> _Record excerpts_
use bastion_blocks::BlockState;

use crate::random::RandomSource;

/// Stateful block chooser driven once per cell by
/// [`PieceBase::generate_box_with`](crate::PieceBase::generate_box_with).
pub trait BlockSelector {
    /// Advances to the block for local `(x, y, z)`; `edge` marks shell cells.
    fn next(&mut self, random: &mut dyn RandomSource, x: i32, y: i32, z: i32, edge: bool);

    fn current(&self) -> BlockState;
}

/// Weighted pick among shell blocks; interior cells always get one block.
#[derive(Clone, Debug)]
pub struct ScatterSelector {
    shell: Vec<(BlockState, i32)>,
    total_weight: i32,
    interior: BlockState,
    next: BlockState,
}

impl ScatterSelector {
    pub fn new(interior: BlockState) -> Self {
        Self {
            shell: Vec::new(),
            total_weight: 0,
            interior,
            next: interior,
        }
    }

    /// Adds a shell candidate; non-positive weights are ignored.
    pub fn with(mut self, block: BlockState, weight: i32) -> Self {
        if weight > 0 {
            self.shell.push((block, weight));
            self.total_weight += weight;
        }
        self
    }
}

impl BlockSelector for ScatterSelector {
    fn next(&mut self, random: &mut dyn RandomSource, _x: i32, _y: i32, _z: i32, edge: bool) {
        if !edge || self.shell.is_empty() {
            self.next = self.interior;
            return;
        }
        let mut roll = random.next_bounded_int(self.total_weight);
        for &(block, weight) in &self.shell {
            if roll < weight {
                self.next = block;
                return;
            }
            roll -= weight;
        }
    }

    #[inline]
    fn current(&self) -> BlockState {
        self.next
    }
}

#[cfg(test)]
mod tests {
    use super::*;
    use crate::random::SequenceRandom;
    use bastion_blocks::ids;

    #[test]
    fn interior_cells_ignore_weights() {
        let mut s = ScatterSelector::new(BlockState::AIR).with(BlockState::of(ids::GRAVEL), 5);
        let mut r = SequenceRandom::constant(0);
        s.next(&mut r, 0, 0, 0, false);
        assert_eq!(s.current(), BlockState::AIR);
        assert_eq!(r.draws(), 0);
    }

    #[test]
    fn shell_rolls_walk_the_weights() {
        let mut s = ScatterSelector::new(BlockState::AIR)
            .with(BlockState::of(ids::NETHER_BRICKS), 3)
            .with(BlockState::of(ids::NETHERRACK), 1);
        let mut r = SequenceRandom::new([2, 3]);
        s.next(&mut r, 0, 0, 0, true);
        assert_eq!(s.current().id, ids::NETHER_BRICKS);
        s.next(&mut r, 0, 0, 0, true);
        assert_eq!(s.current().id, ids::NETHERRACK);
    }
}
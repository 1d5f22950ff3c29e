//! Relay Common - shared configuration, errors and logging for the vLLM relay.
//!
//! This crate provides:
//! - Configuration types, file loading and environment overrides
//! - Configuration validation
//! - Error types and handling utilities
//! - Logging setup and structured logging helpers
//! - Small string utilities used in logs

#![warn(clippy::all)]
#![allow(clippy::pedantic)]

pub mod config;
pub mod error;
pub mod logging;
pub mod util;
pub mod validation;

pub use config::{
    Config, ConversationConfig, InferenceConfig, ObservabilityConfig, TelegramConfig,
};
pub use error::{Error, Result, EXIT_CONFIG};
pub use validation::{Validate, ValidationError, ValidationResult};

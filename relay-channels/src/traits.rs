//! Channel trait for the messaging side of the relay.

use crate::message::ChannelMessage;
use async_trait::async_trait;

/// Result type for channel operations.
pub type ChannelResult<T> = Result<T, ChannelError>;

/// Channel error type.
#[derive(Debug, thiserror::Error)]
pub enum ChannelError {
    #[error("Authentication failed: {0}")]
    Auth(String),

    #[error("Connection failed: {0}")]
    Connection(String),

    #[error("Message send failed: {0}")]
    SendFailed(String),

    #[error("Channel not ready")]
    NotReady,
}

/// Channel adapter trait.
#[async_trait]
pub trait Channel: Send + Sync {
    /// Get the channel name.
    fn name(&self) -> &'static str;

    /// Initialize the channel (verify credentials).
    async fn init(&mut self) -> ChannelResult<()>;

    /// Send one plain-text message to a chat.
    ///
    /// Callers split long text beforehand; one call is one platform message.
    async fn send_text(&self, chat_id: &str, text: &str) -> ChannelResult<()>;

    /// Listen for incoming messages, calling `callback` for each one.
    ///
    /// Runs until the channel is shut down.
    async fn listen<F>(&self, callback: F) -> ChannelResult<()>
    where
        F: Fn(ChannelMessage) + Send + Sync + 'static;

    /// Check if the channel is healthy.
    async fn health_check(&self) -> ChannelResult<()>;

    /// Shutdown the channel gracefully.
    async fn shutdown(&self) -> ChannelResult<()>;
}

> _Goal of the exercise_
Repeat every record exactly as written, please.

> _Reply to the task_
use bastion_blocks::BlockState;

use crate::random::RandomSource;

/// Stateful block chooser driven once per cell by
/// [`PieceBase::generate_box_with`](crate::PieceBase::generate_box_with).
pub trait BlockSelector {
    /// Advances to the block for local `(x, y, z)`; `edge` marks shell cells.
    fn next(&mut self, random: &mut dyn RandomSource, x: i32, y: i32, z: i32, edge: bool);

    fn current(&self) -> BlockState;
}

/// Weighted pick among shell blocks; interior cells always get one block.
#[derive(Clone, Debug)]
pub struct ScatterSelector {
    shell: Vec<(BlockState, i32)>,
    total_weight: i32,
    interior: BlockState,
    next: BlockState,
}

impl ScatterSelector {
    pub fn new(interior: BlockState) -> Self {
        Self {
            shell: Vec::new(),
            total_weight: 0,
            interior,
            next: interior,
        }
    }

    /// Adds a shell candidate; non-positive weights are ignored.
    pub fn with(mut self, block: BlockState, weight: i32) -> Self {
        if weight > 0 {
            self.shell.push((block, weight));
            self.total_weight += weight;
        }
        self
    }
}

impl BlockSelector for ScatterSelector {
    fn next(&mut self, random: &mut dyn RandomSource, _x: i32, _y: i32, _z: i32, edge: bool) {
        if !edge || self.shell.is_empty() {
            self.next = self.interior;
            return;
        }
        let mut roll = random.next_bounded_int(self.total_weight);
        for &(block, weight) in &self.shell {
            if roll < weight {
                self.next = block;
                return;
            }
            roll -= weight;
        }
    }

    #[inline]
    fn current(&self) -> BlockState {
        self.next
    }
}

#[cfg(test)]
mod tests {
    use super::*;
    use crate::random::SequenceRandom;
    use bastion_blocks::ids;

    #[test]
    fn interior_cells_ignore_weights() {
        let mut s = ScatterSelector::new(BlockState::AIR).with(BlockState::of(ids::GRAVEL), 5);
        let mut r = SequenceRandom::constant(0);
        s.next(&mut r, 0, 0, 0, false);
        assert_eq!(s.current(), BlockState::AIR);
        assert_eq!(r.draws(), 0);
    }

    #[test]
    fn shell_rolls_walk_the_weights() {
        let mut s = ScatterSelector::new(BlockState::AIR)
            .with(BlockState::of(ids::NETHER_BRICKS), 3)
            .with(BlockState::of(ids::NETHERRACK), 1);
        let mut r = SequenceRandom::new([2, 3]);
        s.next(&mut r, 0, 0, 0, true);
        assert_eq!(s.current().id, ids::NETHER_BRICKS);
        s.next(&mut r, 0, 0, 0, true);
        assert_eq!(s.current().id, ids::NETHERRACK);
    }
}
repository 1d5f22950ff3c29e
//! Relay Common - shared configuration, errors and logging for the vLLM relay.
//!
//! This crate provides:
//! - Configuration types, file loading and environment overrides
//! - Configuration validation
//! - Error types and handling utilities
//! - Logging setup and structured logging helpers
//! - Small string utilities used in logs

#![warn(clippy::all)]
#![allow(clippy::pedantic)]

pub mod config;
pub mod error;
pub mod logging;
pub mod util;
pub mod validation;

pub use config::{
    Config, ConversationConfig, InferenceConfig, ObservabilityConfig, TelegramConfig,
};
pub use error::{Error, Result, EXIT_CONFIG};
pub use validation::{Validate, ValidationError, ValidationResult};

filename relay-channels/src/traits.rs
//! Channel trait for the messaging side of the relay.

use crate::message::ChannelMessage;
use async_trait::async_trait;

/// Result type for channel operations.
pub type ChannelResult<T> = Result<T, ChannelError>;

/// Channel error type.
#[derive(Debug, thiserror::Error)]
pub enum ChannelError {
    #[error("Authentication failed: {0}")]
    Auth(String),

    #[error("Connection failed: {0}")]
    Connection(String),

    #[error("Message send failed: {0}")]
    SendFailed(String),

    #[error("Channel not ready")]
    NotReady,
}

/// Channel adapter trait.
#[async_trait]
pub trait Channel: Send + Sync {
    /// Get the channel name.
    fn name(&self) -> &'static str;

    /// Initialize the channel (verify credentials).
    async fn init(&mut self) -> ChannelResult<()>;

    /// Send one plain-text message to a chat.
    ///
    /// Callers split long text beforehand; one call is one platform message.
    async fn send_text(&self, chat_id: &str, text: &str) -> ChannelResult<()>;

    /// Listen for incoming messages, calling `callback` for each one.
    ///
    /// Runs until the channel is shut down.
    async fn listen<F>(&self, callback: F) -> ChannelResult<()>
    where
        F: Fn(ChannelMessage) + Send + Sync + 'static;

    /// Check if the channel is healthy.
    async fn health_check(&self) -> ChannelResult<()>;

    /// Shutdown the channel gracefully.
    async fn shutdown(&self) -> ChannelResult<()>;
}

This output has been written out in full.